Research shows that to help students build enduring science knowledge, science curricula for all students, including young learners, must offer rich content and coherently build knowledge. However, research also reveals that curriculum materials often not only fail to provide students with these content-rich experiences—they also frequently underestimate what students are capable of in the early grades. Many programs lack rigor and engaging content for students, and they often reduce science instruction to a set of disconnected facts and processes.
Therefore, there is a clear call to action from the science education community: To meet the demands of the jobs of the future and to provide students with the knowledge and skills they need to be citizens of the world, science education in the US must combine scientific ideas, practices, and concepts through a three-dimensional approach starting in the earliest grades. By grappling with science through multiple dimensions, students can build knowledge by doing the work of scientists.
What Research Tells Us Students Can Do, and How Current Expectations for Students Fall Short of Their Potential
In Taking Science to School, the National Research Council (2007) argues that all young children are able to learn science but curricula too often underestimate what young children are capable of understanding in science. In chapter 3, the council evaluates a body of research to conclude the following: “Even when they enter school, young children have rich knowledge of the natural world, demonstrate causal reasoning, and are able to discriminate between reliable and unreliable sources of knowledge. In other words, children come to school with the cognitive capacity to engage in serious ways with the enterprise of science” (vii).

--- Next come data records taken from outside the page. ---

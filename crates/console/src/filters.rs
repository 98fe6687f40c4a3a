//! Custom Askama template filters.

/// Returns the current year.
///
/// Usage in templates: `{{ ""|current_year }}`
#[allow(clippy::unnecessary_wraps)]
#[askama::filter_fn]
pub fn current_year(
    _value: impl std::fmt::Display,
    _env: &dyn askama::Values,
) -> askama::Result<i32> {
    use chrono::Datelike;
    Ok(chrono::Utc::now().year())
}

/// Initials for the header avatar, e.g. "Meera Nair" becomes "MN".
///
/// Usage in templates: `{{ name|initials }}`
#[allow(clippy::unnecessary_wraps)]
#[askama::filter_fn]
pub fn initials(name: impl std::fmt::Display, _env: &dyn askama::Values) -> askama::Result<String> {
    Ok(initials_of(&name.to_string()))
}

fn initials_of(name: &str) -> String {
    name.split_whitespace()
        .filter_map(|word| word.chars().next())
        .take(2)
        .flat_map(char::to_uppercase)
        .collect()
}

#[cfg(test)]
mod tests {
    use super::*;

    #[test]
    fn test_initials_of() {
        assert_eq!(initials_of("Meera Nair"), "MN");
        assert_eq!(initials_of("  arjun  "), "A");
        assert_eq!(initials_of("Lakshmi Priya Iyer"), "LP");
        assert_eq!(initials_of(""), "");
    }
}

Not only are young students ready to engage deeply in science learning, but they arrive to the classroom having already started to engage informally in science. In an article that evaluates how to effectively implement the Next Generation Science Standards (NGSS), Carlson, Davis, and Buxton (2014) note that from an early age, students “[build] on prior knowledge, through experience with natural phenomena and engagement with others. Each person’s understandings are shaped by his or her cultural, linguistic, and economic backgrounds and contexts among other factors” (1). Students begin to make sense of the world by constructing their own understanding of how the world works even before they enter school.
When students do begin school, educators have an opportunity to leverage this prior science knowledge to build a science learning community in the classroom. However, when students bring inaccurate or incomplete knowledge to the science classroom, a common instructional approach is to immediately try to correct their misunderstanding. This approach may prevent students from reconciling their existing knowledge with what they learn in school (Campbell, Schwarz, and Windschitl 2017). To leverage students’ existing knowledge effectively, instructional materials should encourage students to engage in scientific sense-making, to ask questions, and to build from their existing knowledge authentically.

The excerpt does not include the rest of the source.